56. Jo tera hai woh mera hai... Jo mera hai woh tera.
Editor's Notes
Furthermore, the GA2 LEN (Global Allergy and Asthma European Network) task force assessed the unwanted side-effects and potential dangers of first-generation H1-antihistamines by reviewing the literature.
The therapeutic window of H1 antihistamine is the dose range over which it is efficacious and also free from unwanted side effects.

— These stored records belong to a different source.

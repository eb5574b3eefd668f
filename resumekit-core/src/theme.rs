//! Theme rotation and persistence.
//! Themes cycle light -> dark -> minimal -> light and the current choice is
//! written to the preference store on every application.

use crate::PreferenceStore;
use serde::{Deserialize, Serialize};
use std::fmt;
use std::str::FromStr;

/// Storage key for the persisted theme
pub const THEME_KEY: &str = "theme";

#[derive(Debug, Clone, Copy, PartialEq, Eq, Hash, Serialize, Deserialize, Default)]
#[serde(rename_all = "lowercase")]
pub enum Theme {
    #[default]
    Light,
    Dark,
    Minimal,
}

/// Fixed rotation order
pub const THEMES: [Theme; 3] = [Theme::Light, Theme::Dark, Theme::Minimal];

impl Theme {
    #[must_use]
    pub const fn as_str(self) -> &'static str {
        match self {
            Self::Light => "light",
            Self::Dark => "dark",
            Self::Minimal => "minimal",
        }
    }

    #[must_use]
    pub const fn index(self) -> usize {
        match self {
            Self::Light => 0,
            Self::Dark => 1,
            Self::Minimal => 2,
        }
    }

    #[must_use]
    pub const fn next(self) -> Self {
        THEMES[(self.index() + 1) % THEMES.len()]
    }

    /// Resolve a persisted value, falling back to light for anything unknown
    #[must_use]
    pub fn from_persisted(value: Option<&str>) -> Self {
        value.and_then(|v| v.parse().ok()).unwrap_or_default()
    }
}

impl fmt::Display for Theme {
    fn fmt(&self, f: &mut fmt::Formatter<'_>) -> fmt::Result {
        f.write_str(self.as_str())
    }
}

#[derive(Debug, Clone, PartialEq, Eq, thiserror::Error)]
#[error("unknown theme `{0}`")]
pub struct UnknownTheme(pub String);

impl FromStr for Theme {
    type Err = UnknownTheme;

    fn from_str(s: &str) -> Result<Self, Self::Err> {
        THEMES
            .iter()
            .copied()
            .find(|theme| theme.as_str() == s)
            .ok_or_else(|| UnknownTheme(s.to_string()))
    }
}

/// Owns the current theme selection for the lifetime of a page.
///
/// The controller never touches the document itself; callers reflect the
/// returned [`Theme`] onto whatever surface they style.
#[derive(Debug)]
pub struct ThemeController<S: PreferenceStore> {
    store: S,
    key: String,
    current: Theme,
}

impl<S: PreferenceStore> ThemeController<S> {
    pub fn new(store: S) -> Self {
        Self::with_key(store, THEME_KEY)
    }

    pub fn with_key(store: S, key: &str) -> Self {
        Self {
            store,
            key: key.to_string(),
            current: Theme::default(),
        }
    }

    /// Read the persisted theme and apply it. Read failures count as absent.
    pub fn init_theme(&mut self) -> Theme {
        let saved = match self.store.get(&self.key) {
            Ok(value) => value,
            Err(err) => {
                log::warn!("Failed to read persisted theme: {err}");
                None
            }
        };
        let theme = Theme::from_persisted(saved.as_deref());
        self.apply_theme(theme)
    }

    /// Advance to the next theme in rotation and apply it
    pub fn toggle_theme(&mut self) -> Theme {
        let next = self.current.next();
        self.apply_theme(next)
    }

    /// Make `theme` current and persist it
    pub fn apply_theme(&mut self, theme: Theme) -> Theme {
        self.current = theme;
        if let Err(err) = self.store.set(&self.key, theme.as_str()) {
            log::warn!("Failed to persist theme `{theme}`: {err}");
        }
        theme
    }

    #[must_use]
    pub const fn current(&self) -> Theme {
        self.current
    }

    #[must_use]
    pub const fn store(&self) -> &S {
        &self.store
    }
}
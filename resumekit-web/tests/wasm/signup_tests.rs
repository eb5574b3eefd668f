use crate::support::{fast_config, mount, popup_texts, sleep_ms};
use resumekit_core::SiteConfig;
use resumekit_web::notify::Notifier;
use resumekit_web::signup::{self, SubmitOutcome};
use wasm_bindgen_test::*;
use web_sys::{Document, Event, EventInit};

fn signup_markup(name: &str, email: &str, pw1: &str, pw2: &str) -> String {
    format!(
        r#"<form id="signup-form" action="javascript:void(0)">
            <input id="name" value="{name}">
            <input id="email" value="{email}">
            <input id="password1" type="password" value="{pw1}">
            <input id="password2" type="password" value="{pw2}">
        </form>"#
    )
}

fn submit(doc: &Document) -> bool {
    let init = EventInit::new();
    init.set_cancelable(true);
    let event = Event::new_with_event_init_dict("submit", &init).unwrap();
    doc.get_element_by_id("signup-form")
        .unwrap()
        .dispatch_event(&event)
        .unwrap()
}

#[wasm_bindgen_test]
fn valid_form_passes_checks() {
    let doc = mount(&signup_markup("Ann", "a@b.c", "Abcdef1!", "Abcdef1!"));
    assert_eq!(
        signup::check_form(&doc, &SiteConfig::default().ids),
        SubmitOutcome::Submitted
    );
}

/// The signup form inside an open `<dialog>` with `method="dialog"`, so a
/// native submission closes the dialog instead of navigating.
fn dialog_markup(name: &str, pw1: &str) -> String {
    format!(
        r#"<dialog id="host" open>
            <form id="signup-form" method="dialog">
                <input id="name" value="{name}">
                <input id="email" value="a@b.c">
                <input id="password1" type="password" value="{pw1}">
                <input id="password2" type="password" value="{pw1}">
            </form>
        </dialog>"#
    )
}

fn dialog_open(doc: &Document) -> bool {
    doc.get_element_by_id("host").unwrap().has_attribute("open")
}

#[wasm_bindgen_test]
async fn valid_submit_goes_through_natively() {
    let doc = mount(&dialog_markup("Ann", "Abcdef1!"));
    let config = fast_config();
    signup::attach(&doc, &config, &Notifier::from_config(&config)).unwrap();

    submit(&doc);
    sleep_ms(20).await;
    assert!(popup_texts(&doc).is_empty());
    assert!(!dialog_open(&doc), "form.submit() should close the dialog");
}

#[wasm_bindgen_test]
async fn rejected_submit_never_reaches_native_submission() {
    let doc = mount(&dialog_markup("Al", "Abcdef1!"));
    let config = fast_config();
    signup::attach(&doc, &config, &Notifier::from_config(&config)).unwrap();

    submit(&doc);
    sleep_ms(20).await;
    assert_eq!(
        popup_texts(&doc),
        vec!["Name should contain minimum of 3 characters"]
    );
    assert!(dialog_open(&doc));
}

#[wasm_bindgen_test]
fn missing_uppercase_shows_one_popup_and_blocks_submit() {
    let doc = mount(&signup_markup("Ann", "a@b.c", "abcdef1!", "abcdef1!"));
    let config = fast_config();
    signup::attach(&doc, &config, &Notifier::from_config(&config)).unwrap();

    let not_cancelled = submit(&doc);
    assert!(!not_cancelled, "default submission must be prevented");
    assert_eq!(popup_texts(&doc), vec!["Password needs an uppercase letter"]);
}

#[wasm_bindgen_test]
fn short_name_reports_before_anything_else() {
    let doc = mount(&signup_markup("Al", "", "", "mismatch"));
    let config = fast_config();
    signup::attach(&doc, &config, &Notifier::from_config(&config)).unwrap();

    submit(&doc);
    assert_eq!(
        popup_texts(&doc),
        vec!["Name should contain minimum of 3 characters"]
    );
}

#[wasm_bindgen_test]
fn each_rejected_attempt_adds_exactly_one_popup() {
    let doc = mount(&signup_markup("Ann", "a@b.c", "Abcdef1!", "Abcdef1?"));
    let config = SiteConfig::default();
    signup::attach(&doc, &config, &Notifier::from_config(&config)).unwrap();

    submit(&doc);
    submit(&doc);
    assert_eq!(
        popup_texts(&doc),
        vec!["Passwords must match", "Passwords must match"]
    );
}

#[wasm_bindgen_test]
fn page_without_signup_form_is_skipped() {
    let doc = mount("<p>no form here</p>");
    let config = SiteConfig::default();
    assert!(signup::attach(&doc, &config, &Notifier::default()).is_ok());
}
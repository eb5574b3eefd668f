use crate::dom;
use crate::notify::Notifier;
use resumekit_core::{ElementIds, SignupFields, SiteConfig, validate_signup};
use wasm_bindgen::JsValue;
use web_sys::{Document, HtmlFormElement};

/// Outcome of one submit attempt, exposed for tests
#[derive(Debug, Clone, PartialEq, Eq)]
pub enum SubmitOutcome {
    Submitted,
    Rejected(&'static str),
}

/// Validate the signup form as it currently stands.
#[must_use]
pub fn check_form(doc: &Document, ids: &ElementIds) -> SubmitOutcome {
    let name = dom::field_value(doc, &ids.name);
    let email = dom::field_value(doc, &ids.email);
    let password = dom::field_value(doc, &ids.password);
    let confirm = dom::field_value(doc, &ids.password_confirm);
    let fields = SignupFields {
        name: &name,
        email: &email,
        password: &password,
        confirm: &confirm,
    };
    match validate_signup(&fields) {
        Ok(()) => SubmitOutcome::Submitted,
        Err(failure) => SubmitOutcome::Rejected(failure.message()),
    }
}

/// Intercept submission of the signup form, showing one popup per rejected
/// attempt and submitting natively once every check passes.
///
/// # Errors
/// Returns an error if the submit listener cannot be bound.
pub fn attach(doc: &Document, config: &SiteConfig, notifier: &Notifier) -> Result<(), JsValue> {
    let Some(form) = dom::element_by_id::<HtmlFormElement>(doc, &config.ids.signup_form) else {
        log::debug!("No #{} on this page", config.ids.signup_form);
        return Ok(());
    };

    let doc = doc.clone();
    let ids = config.ids.clone();
    let notifier = notifier.clone();
    let target = form.clone();
    dom::listen(&form, "submit", move |event| {
        event.prevent_default();
        match check_form(&doc, &ids) {
            SubmitOutcome::Rejected(message) => notifier.notify(&doc, message),
            SubmitOutcome::Submitted => {
                // `submit()` does not re-dispatch the submit event
                if let Err(err) = target.submit() {
                    log::error!("Signup submission failed: {}", dom::js_error_message(&err));
                }
            }
        }
    })
}
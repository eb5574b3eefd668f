use wasm_bindgen::JsCast;
use wasm_bindgen::closure::Closure;
use wasm_bindgen::prelude::*;
use web_sys::{Document, Element, Event, EventTarget, Storage, Window};

/// Retrieve the global `window` object, if running in a browser.
#[must_use]
pub fn window() -> Option<Window> {
    web_sys::window()
}

/// Retrieve the document object for DOM interactions.
#[must_use]
pub fn document() -> Option<Document> {
    window().and_then(|win| win.document())
}

/// Look up an element by id and cast it to the expected element type.
///
/// Returns `None` when the element is absent or has a different type, which
/// callers treat as "feature not on this page".
#[must_use]
pub fn element_by_id<T: JsCast>(doc: &Document, id: &str) -> Option<T> {
    doc.get_element_by_id(id)
        .and_then(|el| el.dyn_into::<T>().ok())
}

/// Convert a JavaScript value into a readable string for error reporting.
#[must_use]
pub fn js_error_message(value: &JsValue) -> String {
    value
        .as_string()
        .or_else(|| {
            value
                .dyn_ref::<js_sys::Error>()
                .map(|err| err.message().into())
        })
        .unwrap_or_else(|| format!("{value:?}"))
}

/// Log an error message to the browser console.
pub fn console_error(message: &str) {
    web_sys::console::error_1(&JsValue::from(message));
}

/// Bind `handler` to `event` on `target` for the lifetime of the page.
///
/// # Errors
/// Returns an error if the browser refuses the listener registration.
pub fn listen<F>(target: &EventTarget, event: &str, handler: F) -> Result<(), JsValue>
where
    F: FnMut(Event) + 'static,
{
    let closure = Closure::<dyn FnMut(Event)>::new(handler);
    target.add_event_listener_with_callback(event, closure.as_ref().unchecked_ref())?;
    closure.forget();
    Ok(())
}

/// Run `callback` once after `delay_ms`, returning the timer handle.
///
/// # Errors
/// Returns an error if no window is available or the timer cannot be scheduled.
pub fn set_timeout<F>(delay_ms: i32, callback: F) -> Result<i32, JsValue>
where
    F: FnOnce() + 'static,
{
    let win = window().ok_or_else(|| JsValue::from_str("window unavailable"))?;
    let closure = Closure::once_into_js(callback);
    win.set_timeout_with_callback_and_timeout_and_arguments_0(closure.unchecked_ref(), delay_ms)
}

/// Cancel a timer scheduled with [`set_timeout`]. Unknown handles are ignored.
pub fn clear_timeout(handle: i32) {
    if let Some(win) = window() {
        win.clear_timeout_with_handle(handle);
    }
}

/// Run `callback` every `period_ms` for the lifetime of the page.
///
/// # Errors
/// Returns an error if no window is available or the interval cannot be scheduled.
pub fn set_interval<F>(period_ms: i32, callback: F) -> Result<i32, JsValue>
where
    F: FnMut() + 'static,
{
    let win = window().ok_or_else(|| JsValue::from_str("window unavailable"))?;
    let closure = Closure::<dyn FnMut()>::new(callback);
    let handle = win.set_interval_with_callback_and_timeout_and_arguments_0(
        closure.as_ref().unchecked_ref(),
        period_ms,
    )?;
    closure.forget();
    Ok(handle)
}

/// Set or clear the `disabled` flag on a form control.
///
/// Buttons, inputs and text areas use their `disabled` property; any other
/// element gets the attribute toggled.
pub fn set_disabled(el: &Element, disabled: bool) {
    if let Some(button) = el.dyn_ref::<web_sys::HtmlButtonElement>() {
        button.set_disabled(disabled);
    } else if let Some(input) = el.dyn_ref::<web_sys::HtmlInputElement>() {
        input.set_disabled(disabled);
    } else if let Some(area) = el.dyn_ref::<web_sys::HtmlTextAreaElement>() {
        area.set_disabled(disabled);
    } else {
        let result = if disabled {
            el.set_attribute("disabled", "")
        } else {
            el.remove_attribute("disabled")
        };
        if let Err(err) = result {
            log::warn!(
                "Could not update disabled on #{}: {}",
                el.id(),
                js_error_message(&err)
            );
        }
    }
}

/// Read the current value of a text-like form control, empty when absent.
#[must_use]
pub fn field_value(doc: &Document, id: &str) -> String {
    let Some(el) = doc.get_element_by_id(id) else {
        return String::new();
    };
    if let Some(input) = el.dyn_ref::<web_sys::HtmlInputElement>() {
        input.value()
    } else if let Some(area) = el.dyn_ref::<web_sys::HtmlTextAreaElement>() {
        area.value()
    } else {
        String::new()
    }
}

/// Access the browser `localStorage` handle.
///
/// # Errors
/// Returns an error if the browser window cannot be accessed or `localStorage` is unavailable.
pub fn local_storage() -> Result<Storage, JsValue> {
    window()
        .ok_or_else(|| JsValue::from_str("window unavailable"))?
        .local_storage()?
        .ok_or_else(|| JsValue::from_str("localStorage unavailable"))
}

/// Run `f` once the document has been parsed.
///
/// # Errors
/// Returns an error if the `DOMContentLoaded` listener cannot be registered.
pub fn on_ready<F>(doc: &Document, f: F) -> Result<(), JsValue>
where
    F: FnOnce() + 'static,
{
    if doc.ready_state() != "loading" {
        f();
        return Ok(());
    }
    let closure = Closure::once_into_js(f);
    doc.add_event_listener_with_callback("DOMContentLoaded", closure.unchecked_ref())
}
use colored::Colorize;
use serde::{Deserialize, Serialize};
use std::time::{Duration, Instant};

use crate::common::scenario::TestScenario;

#[derive(Debug, Clone, Serialize, Deserialize)]
pub struct ScenarioResult {
    pub scenario_name: String,
    pub passed: bool,
    pub iterations_run: usize,
    pub successful_iterations: usize,
    pub failures: Vec<String>,
    #[serde(with = "duration_serde")]
    pub average_duration: Duration,
}

pub struct LogicTester {
    verbose: bool,
}

impl LogicTester {
    pub const fn new(verbose: bool) -> Self {
        Self { verbose }
    }

    pub fn run_scenario(&self, scenario: &TestScenario, iterations: usize) -> ScenarioResult {
        if self.verbose {
            println!("🧪 Testing scenario: {}", scenario.name.bright_white());
        }

        let mut successes = 0;
        let mut failures = Vec::new();
        let mut timings = Vec::new();

        for i in 0..iterations {
            let start_time = Instant::now();
            match (scenario.check)(i) {
                Ok(()) => {
                    successes += 1;
                    let duration = start_time.elapsed();
                    timings.push(duration);
                    if self.verbose {
                        println!("  ✅ Iteration {}/{} passed ({duration:?})", i + 1, iterations);
                    }
                }
                Err(err) => {
                    log::debug!("{} iteration {} failed: {err:#}", scenario.name, i + 1);
                    if self.verbose {
                        println!(
                            "  ❌ Iteration {}/{} failed: {}",
                            i + 1,
                            iterations,
                            format!("{err:#}").red()
                        );
                    }
                    failures.push(format!("Iteration {}: {err:#}", i + 1));
                }
            }
        }

        let average_duration = if timings.is_empty() {
            Duration::ZERO
        } else {
            timings.iter().sum::<Duration>() / u32::try_from(timings.len()).unwrap_or(u32::MAX)
        };

        ScenarioResult {
            scenario_name: scenario.name.clone(),
            passed: failures.is_empty(),
            iterations_run: iterations,
            successful_iterations: successes,
            failures,
            average_duration,
        }
    }
}

mod duration_serde {
    use serde::{Deserialize, Deserializer, Serialize, Serializer};
    use std::time::Duration;

    pub fn serialize<S>(duration: &Duration, serializer: S) -> Result<S::Ok, S::Error>
    where
        S: Serializer,
    {
        duration.as_millis().serialize(serializer)
    }

    pub fn deserialize<'de, D>(deserializer: D) -> Result<Duration, D::Error>
    where
        D: Deserializer<'de>,
    {
        let millis = u128::deserialize(deserializer)?;
        Ok(Duration::from_millis(u64::try_from(millis).unwrap_or(0)))
    }
}

#[cfg(test)]
mod tests {
    use super::*;

    fn always_ok(_: usize) -> anyhow::Result<()> {
        Ok(())
    }

    fn fails_on_odd(i: usize) -> anyhow::Result<()> {
        anyhow::ensure!(i % 2 == 0, "odd iteration {i}");
        Ok(())
    }

    #[test]
    fn passing_scenario_counts_every_iteration() {
        let tester = LogicTester::new(false);
        let result = tester.run_scenario(&TestScenario::new("ok", always_ok), 3);
        assert!(result.passed);
        assert_eq!(result.successful_iterations, 3);
        assert_eq!(result.iterations_run, 3);
    }

    #[test]
    fn failures_are_collected_per_iteration() {
        let tester = LogicTester::new(false);
        let result = tester.run_scenario(&TestScenario::new("odd", fails_on_odd), 4);
        assert!(!result.passed);
        assert_eq!(result.successful_iterations, 2);
        assert_eq!(
            result.failures,
            vec!["Iteration 2: odd iteration 1", "Iteration 4: odd iteration 3"]
        );
    }

    #[test]
    fn zero_iterations_pass_vacuously() {
        let result = LogicTester::new(false).run_scenario(&TestScenario::new("none", always_ok), 0);
        assert!(result.passed);
        assert_eq!(result.average_duration, Duration::ZERO);
    }

    #[test]
    fn durations_serialize_as_millis() {
        let result = ScenarioResult {
            scenario_name: "x".to_string(),
            passed: true,
            iterations_run: 1,
            successful_iterations: 1,
            failures: Vec::new(),
            average_duration: Duration::from_millis(12),
        };
        let json = serde_json::to_value(&result).unwrap();
        assert_eq!(json["average_duration"], 12);
    }
}
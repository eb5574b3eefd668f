use crate::support::{click, fast_config, is_disabled, mount, popup_texts, sleep_ms};
use resumekit_core::EditMode;
use resumekit_web::notify::Notifier;
use resumekit_web::{profile_form, profile_image};
use wasm_bindgen::{JsCast, JsValue};
use wasm_bindgen_test::*;
use web_sys::{DataTransfer, Document, File, FilePropertyBag, HtmlInputElement};

const PICTURE: &str = r#"
    <img id="profileImage" src="data:image/png;base64,AAAA" data-default="/static/img/default.png">
    <input id="profileUpload" type="file">
    <button id="profileChange">Change</button>
    <a id="profileRemove" href="javascript:void(0)">Remove</a>
"#;

const PROFILE_FORM: &str = r#"
    <form id="profile-form">
        <input id="full_name" value="Ann">
        <textarea id="summary">Hi</textarea>
        <input id="profileUpload" name="profile_pic" type="file">
        <button type="button" id="edit-btn">Edit</button>
        <button type="button" id="save-btn">Save</button>
    </form>
"#;

#[wasm_bindgen_test]
fn remove_restores_exact_default_and_confirms() {
    let doc = mount(PICTURE);
    let config = fast_config();
    profile_image::attach(&doc, &config, &Notifier::from_config(&config)).unwrap();

    click(&doc, "profileRemove");
    let image = doc.get_element_by_id("profileImage").unwrap();
    assert_eq!(
        image.get_attribute("src").as_deref(),
        Some("/static/img/default.png")
    );
    let upload: HtmlInputElement = doc
        .get_element_by_id("profileUpload")
        .unwrap()
        .dyn_into()
        .unwrap();
    assert_eq!(upload.value(), "");
    assert_eq!(popup_texts(&doc), vec!["Profile picture reset to default."]);
}

#[wasm_bindgen_test]
fn change_without_selection_leaves_preview() {
    let doc = mount(PICTURE);
    let config = fast_config();
    profile_image::attach(&doc, &config, &Notifier::from_config(&config)).unwrap();

    let upload = doc.get_element_by_id("profileUpload").unwrap();
    let event = web_sys::Event::new("change").unwrap();
    upload.dispatch_event(&event).unwrap();
    let image = doc.get_element_by_id("profileImage").unwrap();
    assert_eq!(
        image.get_attribute("src").as_deref(),
        Some("data:image/png;base64,AAAA")
    );
}

// "hello" as base64
const PICTURE_DATA_URL: &str = "data:image/png;base64,aGVsbG8=";

/// Put a small png file into `#profileUpload` and fire `change`.
fn select_picture(doc: &Document) {
    let input: HtmlInputElement = doc
        .get_element_by_id("profileUpload")
        .unwrap()
        .dyn_into()
        .unwrap();
    let options = FilePropertyBag::new();
    options.set_type("image/png");
    let bits = js_sys::Array::of1(&JsValue::from_str("hello"));
    let file = File::new_with_str_sequence_and_options(&bits, "me.png", &options).unwrap();
    let transfer = DataTransfer::new().unwrap();
    transfer.items().add_with_file(&file).unwrap();
    input.set_files(transfer.files().as_ref());
    input
        .dispatch_event(&web_sys::Event::new("change").unwrap())
        .unwrap();
}

async fn src_once_loaded(doc: &Document, id: &str) -> Option<String> {
    for _ in 0..40 {
        let src = doc.get_element_by_id(id).and_then(|img| img.get_attribute("src"));
        if src.as_deref() == Some(PICTURE_DATA_URL) {
            return src;
        }
        sleep_ms(25).await;
    }
    doc.get_element_by_id(id).and_then(|img| img.get_attribute("src"))
}

#[wasm_bindgen_test]
async fn selected_picture_becomes_preview() {
    let doc = mount(PICTURE);
    let config = fast_config();
    profile_image::attach(&doc, &config, &Notifier::from_config(&config)).unwrap();

    select_picture(&doc);
    assert_eq!(
        src_once_loaded(&doc, "profileImage").await.as_deref(),
        Some(PICTURE_DATA_URL)
    );
}

#[wasm_bindgen_test]
async fn remove_during_read_keeps_default() {
    let doc = mount(PICTURE);
    let config = fast_config();
    profile_image::attach(&doc, &config, &Notifier::from_config(&config)).unwrap();

    select_picture(&doc);
    click(&doc, "profileRemove");
    sleep_ms(150).await;
    let image = doc.get_element_by_id("profileImage").unwrap();
    assert_eq!(
        image.get_attribute("src").as_deref(),
        Some("/static/img/default.png")
    );
}

#[wasm_bindgen_test]
async fn resume_picture_is_previewed() {
    let doc = mount(PROFILE_FORM);
    profile_image::attach_resume_preview(&doc, &fast_config()).unwrap();

    select_picture(&doc);
    assert_eq!(
        src_once_loaded(&doc, "resume-pic-preview").await.as_deref(),
        Some(PICTURE_DATA_URL)
    );
}

#[wasm_bindgen_test]
fn resume_preview_is_inserted_once_after_input() {
    let doc = mount(PROFILE_FORM);
    let config = fast_config();
    profile_image::attach_resume_preview(&doc, &config).unwrap();
    profile_image::attach_resume_preview(&doc, &config).unwrap();

    let previews = doc.query_selector_all("#resume-pic-preview").unwrap();
    assert_eq!(previews.length(), 1);
    let upload = doc.get_element_by_id("profileUpload").unwrap();
    let sibling = upload.next_element_sibling().expect("preview follows input");
    assert_eq!(sibling.id(), "resume-pic-preview");
    assert_eq!(sibling.get_attribute("alt").as_deref(), Some("Preview"));
}

#[wasm_bindgen_test]
fn edit_and_save_flip_every_field_but_upload() {
    let doc = mount(PROFILE_FORM);
    let config = fast_config();
    let toggle = profile_form::attach(&doc, &config, &Notifier::from_config(&config))
        .unwrap()
        .expect("profile form present");

    assert!(is_disabled(&doc, "full_name"));
    assert!(is_disabled(&doc, "summary"));
    assert!(!is_disabled(&doc, "profileUpload"));
    assert!(is_disabled(&doc, "save-btn"));

    click(&doc, "edit-btn");
    assert_eq!(toggle.borrow().mode(), EditMode::Editable);
    assert!(!is_disabled(&doc, "full_name"));
    assert!(!is_disabled(&doc, "summary"));
    assert!(is_disabled(&doc, "edit-btn"));
    assert!(!is_disabled(&doc, "save-btn"));

    click(&doc, "save-btn");
    assert_eq!(toggle.borrow().mode(), EditMode::ReadOnly);
    assert!(is_disabled(&doc, "full_name"));
    assert!(!is_disabled(&doc, "edit-btn"));
    assert!(!is_disabled(&doc, "profileUpload"));
    assert_eq!(popup_texts(&doc), vec!["Changes have been saved."]);
}

#[wasm_bindgen_test]
fn profile_form_absent_is_skipped() {
    let doc = mount("<div></div>");
    let config = fast_config();
    let toggle = profile_form::attach(&doc, &config, &Notifier::from_config(&config)).unwrap();
    assert!(toggle.is_none());
}

#[wasm_bindgen_test]
fn disabled_flag_falls_back_to_attribute() {
    let doc = mount(r#"<fieldset id="group"></fieldset><div id="plain"></div>"#);
    for id in ["group", "plain"] {
        let el = doc.get_element_by_id(id).unwrap();
        resumekit_web::dom::set_disabled(&el, true);
        assert!(is_disabled(&doc, id));
        resumekit_web::dom::set_disabled(&el, false);
        assert!(!is_disabled(&doc, id));
    }
}
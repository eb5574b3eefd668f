use crate::support::{mount, popup_texts, sleep_ms};
use resumekit_web::notify::Notifier;
use wasm_bindgen_test::*;

#[wasm_bindgen_test]
async fn popups_stack_and_expire_independently() {
    let doc = mount("");
    let short = Notifier::new("flash-popup", 40);
    let long = Notifier::new("flash-popup", 200);
    short.show(&doc, "first").unwrap();
    short.show(&doc, "first").unwrap();
    long.show(&doc, "second").unwrap();
    assert_eq!(popup_texts(&doc), vec!["first", "first", "second"]);

    sleep_ms(100).await;
    assert_eq!(popup_texts(&doc), vec!["second"]);

    sleep_ms(150).await;
    assert!(popup_texts(&doc).is_empty());
}

#[wasm_bindgen_test]
fn exported_popup_uses_page_defaults() {
    let doc = mount("");
    resumekit_web::popup("Hello");
    assert_eq!(popup_texts(&doc), vec!["Hello"]);
}
/// System prompt for grounded answering. The citation contract ([n],
/// 1-based) must line up with how `build_user_prompt` numbers the chunks.
pub const SYSTEM_PROMPT: &str = r#"You are a concise assistant answering questions from retrieved document chunks.

Rules (non-negotiable):
1) Answer USING ONLY the context chunks provided below. Do not invent facts.
2) Cite sources inline as [n], where n is the 1-based index of the chunk.
3) If the context does not contain the answer, say you don't know.
"#;

/// Lay out the question and the numbered context blocks.
pub fn build_user_prompt(question: &str, contexts: &[String]) -> String {
    let blocks = contexts
        .iter()
        .enumerate()
        .map(|(i, c)| format!("[{}] {c}", i + 1))
        .collect::<Vec<_>>()
        .join("\n\n");
    format!("Question: {question}\n\nContext:\n{blocks}")
}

The lower limit of the therapeutic window is set by the lowest clinically effective dose for the disease condition whereas the upper limit is set by the highest dose tolerated without adverse effect.
As an example, fexofenadine has a wide therapeutic window. It is effective at a dose of 60 mg and is free from sedation at 690 mg twice daily (1380 mg).